Hobby Master 1/48 Air Power Series
HA8301
Spitfire Mk.IX MK392/JEJ
Wing Commander Johnnie Johnson
OC No.144 Wing (RCAF), June 1944

Production Limited 1,300 Units




Air Vice-Marshal J.E. ‘Johnnie’ Johnson

Official Top-Scoring RAF Fighter Pilot of World War Two and "Honourary Canadian" Ace






James Edgar "Johnnie" Johnson was born in 1915 at Barrow upon Soar, Leicestershire, England, the son of local policeman Alfred Johnson.

The highest scoring RAF fighter pilot to survive the war, Johnnie Johnson shot down 38 enemy aircraft in the skies over Western Europe between June 1941 and September 1944. This tally is remarkable on two counts. Johnson began his operational career after the end of the Battle of Britain, which provided such a rich harvest of combat victories for many of his peers as the Luftwaffe's air fleets attacked virtually day after day. Kills were much harder to obtain on the fighter sweeps over enemy territory which succeeded the battle, operations for which the Spitfire was much less suited than it had been to the role of air defence in the summer of 1940. In addition, all Johnson's victories, with the exception of a quarter share in a Messerschmitt 110, were against single-seat fighters - easily the most formidable opponents.

In March 1943, now an acting Wing Commander, he took over the RCAF Canadian Kenley Wing (four RCAF Spitfire Squadrons) stationed at RAF Kenley.
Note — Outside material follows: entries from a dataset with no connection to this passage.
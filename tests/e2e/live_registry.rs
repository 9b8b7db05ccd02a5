//! Live Registry Tests
//!
//! These tests make REAL network calls. No mocks.
//! Run with: cargo test -p stackid-e2e --test live_registry -- --ignored --nocapture
//!
//! Endpoints come from `RegistryConfig::default()`; point STACKID_NAME_LOOKUP_URL
//! and friends at a reachable node to run them elsewhere.

use stackid_registry::{ProfileResolver, RegistryConfig, ReqwestTransport, WalletClient};
use std::sync::Arc;
use std::time::Duration;

const KNOWN_NAME: &str = "muneeb.id";
const KNOWN_ADDRESS: &str = "1BoatSLRHtKNngkdXEeobR76b53LETtpyT";

fn config() -> RegistryConfig {
    let mut config = RegistryConfig::default();
    if let Ok(url) = std::env::var("STACKID_NAME_LOOKUP_URL") {
        config.name_lookup_url = url;
    }
    if let Ok(url) = std::env::var("STACKID_ADDRESS_LOOKUP_URL") {
        config.address_lookup_url = url;
    }
    config
}

fn transport() -> Arc<ReqwestTransport> {
    Arc::new(ReqwestTransport::new(Duration::from_secs(20)).unwrap())
}

#[tokio::test]
#[ignore = "requires network access - registry node"]
async fn test1_lookup_known_name() {
    println!("\n=== TEST 1: Name Lookup ===\n");

    let resolver = ProfileResolver::new(config(), transport());
    match resolver.lookup_name(KNOWN_NAME).await {
        Ok(record) => {
            println!("  Owner: {}", record.address);
            println!("  Expires at block: {:?}", record.expire_block);
            assert!(!record.zonefile.is_empty());
        }
        Err(e) => panic!("Lookup of {} failed: {}", KNOWN_NAME, e),
    }
}

#[tokio::test]
#[ignore = "requires network access - registry node"]
async fn test2_public_identity() {
    println!("\n=== TEST 2: Public Identity ===\n");

    let identity = ProfileResolver::new(config(), transport())
        .fetch_public_identity(KNOWN_NAME)
        .await;
    println!("  Owner: {}", identity.record.owner_address);
    println!("  Trust level: {}", identity.record.trust_level);
    for v in &identity.record.verifications {
        println!("    - {} {} valid={}", v.service, v.identifier, v.valid);
    }
    if let Some(error) = &identity.record.last_error {
        println!("  ⚠ {}", error);
    }
    assert_eq!(identity.username, KNOWN_NAME);
}

#[tokio::test]
#[ignore = "requires network access - registry node"]
async fn test3_address_batch() {
    println!("\n=== TEST 3: Address Batch ===\n");

    let batch = ProfileResolver::new(config(), transport())
        .resolve_for_addresses(&[KNOWN_ADDRESS.to_string()])
        .await;
    assert_eq!(batch.results.len(), 1);
    for (address, error) in batch.failures() {
        println!("  ✗ {}: {}", address, error);
    }
    println!("  Ownership: {:?}", batch.results[0].ownership);
}

#[tokio::test]
#[ignore = "requires network access - block explorer"]
async fn test4_address_balance() {
    println!("\n=== TEST 4: Address Balance ===\n");

    let event = WalletClient::new(config(), transport())
        .refresh_balances(&[KNOWN_ADDRESS.to_string()])
        .await;
    match event {
        Ok(event) => println!("  {:?}", event),
        Err(e) => panic!("Balance lookup failed: {}", e),
    }
}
Despite initial resistance to a British Wing Leader from his tough, obstinate Canadian charges, he quickly won them over with his sheer force of personality. The unit, now flying the Spitfire Mk. IX, became one of the most famous and highest scoring Fighter Wings. Johnson chose his radio call-sign at this time as "Greycap." During offensive sweeps over Europe and as escorts to the USAAF heavy bomber streams, he personally claimed 14 victories during April—September 1943. Johnson was soon held in affection and respect by his men, who awarded him the insignia 'Canada' shoulder flashes which, in breach of regulations, he had sewn onto his uniform tunic.
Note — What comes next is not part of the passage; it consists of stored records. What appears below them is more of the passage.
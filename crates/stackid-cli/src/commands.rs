//! Command implementations
//!
//! Every command loads the snapshot, applies events, and saves the snapshot
//! back when the durable state changed.

use anyhow::{Context, Result};
use stackid_core::{
    decrypt_phrase, derive_address, derive_chain, encrypt_phrase, ensure_mnemonic, ChainPurpose,
    MasterKeychain,
};
use stackid_ledger::{
    AccountLedger, IdentityBook, IdentityUpdate, LedgerEvent, LedgerSnapshot,
};
use stackid_registry::{ProfileResolver, ReqwestTransport, WalletClient};
use std::sync::Arc;
use std::time::Duration;

use crate::config::CliConfig;

fn load(config: &CliConfig) -> Result<(AccountLedger, IdentityBook)> {
    let path = config.snapshot_path();
    let snapshot = LedgerSnapshot::load(&path)
        .with_context(|| format!("Failed to load snapshot from {}", path.display()))?;
    Ok(snapshot.restore()?)
}

fn load_account(config: &CliConfig) -> Result<(AccountLedger, IdentityBook)> {
    let (ledger, book) = load(config)?;
    anyhow::ensure!(
        ledger.account_created,
        "No account found in {}. Run `stackid init` first.",
        config.wallet.data_dir.display()
    );
    Ok((ledger, book))
}

fn save(config: &CliConfig, ledger: &AccountLedger, book: &IdentityBook) -> Result<()> {
    let path = config.snapshot_path();
    LedgerSnapshot::capture(ledger, book)
        .save(&path)
        .with_context(|| format!("Failed to save snapshot to {}", path.display()))
}

fn password_from_env() -> Result<String> {
    let password = std::env::var("STACKID_PASSWORD")
        .context("STACKID_PASSWORD must be set to the wallet password")?;
    anyhow::ensure!(!password.is_empty(), "STACKID_PASSWORD must not be empty");
    Ok(password)
}

fn transport(config: &CliConfig) -> Result<Arc<ReqwestTransport>> {
    let timeout = Duration::from_secs(config.registry.request_timeout_secs);
    Ok(Arc::new(ReqwestTransport::new(timeout)?))
}

/// Create or restore the account
pub fn init(config: &CliConfig) -> Result<()> {
    let (existing, _) = load(config)?;
    anyhow::ensure!(
        !existing.account_created,
        "An account already exists in {}",
        config.wallet.data_dir.display()
    );

    let password = password_from_env()?;
    let supplied = std::env::var("STACKID_PHRASE").ok();
    let (mnemonic, fresh) = ensure_mnemonic(supplied.as_deref())?;

    let master = MasterKeychain::from_mnemonic(&mnemonic, "", config.network())?;
    let identity = derive_chain(&master, ChainPurpose::Identity)?;
    let payment = derive_chain(&master, ChainPurpose::Payment)?;

    log::info!("Encrypting recovery phrase");
    let encrypted_secret =
        encrypt_phrase(&mnemonic, &password).context("Failed to encrypt recovery phrase")?;

    let ledger = AccountLedger::new().apply(LedgerEvent::AccountCreated {
        encrypted_secret,
        identity_public_keychain: identity.public_keychain(),
        payment_public_keychain: payment.public_keychain(),
        first_identity_keypair: derive_address(&identity, 0)?.public_only(),
        first_payment_address: derive_address(&payment, 0)?.address,
    })?;
    let book = IdentityBook::for_addresses(&ledger.identity.addresses);
    save(config, &ledger, &book)?;

    println!("Account created.");
    if fresh {
        println!();
        println!("Write down your recovery phrase and keep it offline:");
        println!();
        println!("    {}", mnemonic);
        println!();
    }
    print_addresses(&ledger);
    Ok(())
}

/// List both chains' addresses
pub fn addresses(config: &CliConfig) -> Result<()> {
    let (ledger, _) = load_account(config)?;
    print_addresses(&ledger);
    Ok(())
}

fn print_addresses(ledger: &AccountLedger) {
    for purpose in [ChainPurpose::Identity, ChainPurpose::Payment] {
        println!("{} addresses:", purpose);
        for (i, address) in ledger.addresses(purpose).iter().enumerate() {
            println!("  [{}] {}", i, address);
        }
    }
}

/// Derive and record the next address on a chain
pub fn next_address(config: &CliConfig, purpose: ChainPurpose) -> Result<()> {
    let (ledger, mut book) = load_account(config)?;
    let event = match purpose {
        ChainPurpose::Identity => LedgerEvent::NextIdentityAddressUsed,
        ChainPurpose::Payment => LedgerEvent::NextPaymentAddressUsed,
    };
    let ledger = ledger.apply(event)?;
    let index = ledger.address_index(purpose) as usize;
    let address = ledger.addresses(purpose)[index].clone();

    if purpose == ChainPurpose::Identity {
        book = book.apply(IdentityUpdate::IdentityCreated {
            index,
            owner_address: address.clone(),
        })?;
    }
    save(config, &ledger, &book)?;

    println!("New {} address [{}]: {}", purpose, index, address);
    Ok(())
}

/// Check the password opens the stored phrase and that it matches the account
pub fn unlock_check(config: &CliConfig) -> Result<()> {
    let (ledger, _) = load_account(config)?;
    let password = password_from_env()?;
    let encrypted = ledger
        .encrypted_secret
        .as_ref()
        .context("Account has no encrypted recovery phrase")?;

    let mnemonic = decrypt_phrase(encrypted, &password).context("Wrong password")?;
    let master = MasterKeychain::from_mnemonic(&mnemonic, "", config.network())?;
    let identity = derive_chain(&master, ChainPurpose::Identity)?;
    anyhow::ensure!(
        ledger.identity.public_keychain.as_deref() == Some(identity.public_keychain().as_str()),
        "Recovery phrase does not match this account"
    );

    println!("Password OK.");
    Ok(())
}

/// Resolve every identity address and store the results
pub async fn refresh_identities(config: &CliConfig) -> Result<()> {
    let (ledger, mut book) = load_account(config)?;
    let resolver = ProfileResolver::new(config.registry.clone(), transport(config)?);

    let batch = resolver
        .resolve_for_addresses(&ledger.identity.addresses)
        .await;
    for (address, error) in batch.failures() {
        println!("  {}: {}", address, error);
    }

    for update in batch.into_updates() {
        match book.apply(update) {
            Ok(next) => book = next,
            Err(e) => log::warn!("Skipping identity update: {}", e),
        }
    }
    save(config, &ledger, &book)?;

    for (i, record) in book.local.iter().enumerate() {
        println!(
            "[{}] {} {} trust={}{}",
            i,
            record.owner_address,
            record.username.as_deref().unwrap_or("-"),
            record.trust_level,
            if record.last_error.is_some() { " (stale)" } else { "" }
        );
    }
    Ok(())
}

/// Fetch balances for every payment address
pub async fn refresh_balances(config: &CliConfig) -> Result<()> {
    let (ledger, _) = load_account(config)?;
    let wallet = WalletClient::new(config.registry.clone(), transport(config)?);

    let event = wallet
        .refresh_balances(&ledger.payment.addresses)
        .await
        .context("Balance refresh failed")?;
    let ledger = ledger.apply(event)?;

    for (address, balance) in &ledger.payment.balances.by_address {
        println!("  {} {:.8}", address, balance);
    }
    println!("Total: {:.8} BTC", ledger.payment.balances.total);
    Ok(())
}

/// Look up someone else's name
pub async fn lookup(config: &CliConfig, name: &str) -> Result<()> {
    let resolver = ProfileResolver::new(config.registry.clone(), transport(config)?);
    let identity = resolver.fetch_public_identity(name).await;
    println!("{}", serde_json::to_string_pretty(&identity)?);
    Ok(())
}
In September 1943, by which time he had brought his score to 25, Johnson was rested from operations and given a staff appointment as an operational planner at Headquarters, 11 Group. He returned to operations in command of the RCAF's 144 Canadian (Fighter) Wing in March 1944. As part of 83 Group 2nd Tactical Air Force this unit was involved in the intensive air attacks on the occupied Continent which preceded D-Day, and Johnson continued to add to his tally of combat victories. After the landings themselves, Johnson led his Canadian Wing to Normandy where it became the first Allied fighter unit to operate from French soil since the fall of France.

A superb shot and truly inspirational leader, by 1945 Johnnie was officially recorded as the RAF’s top-scoring fighter pilot – with two DFCs and three DSOs to his credit.

Wing Commander Johnson with his previous personal mount - EN398. Note his initials JEJ (rounded bottoms and maple leaf) painted on the side which was an exclusive right of Wing Commanders.



After the war Johnnie remained in the RAF, flying jets post-war and commanding both a ‘V’ bomber station and RAF Middle East. While still serving he wrote his wartime memoir Wing Leader, and his treatise on air fighting, entitled Full Circle. He retired from the RAF in 1966 with rank of Air Vice Marshal (Equivalent to a 2-Star General). He passed away in 2001 at the age of 85.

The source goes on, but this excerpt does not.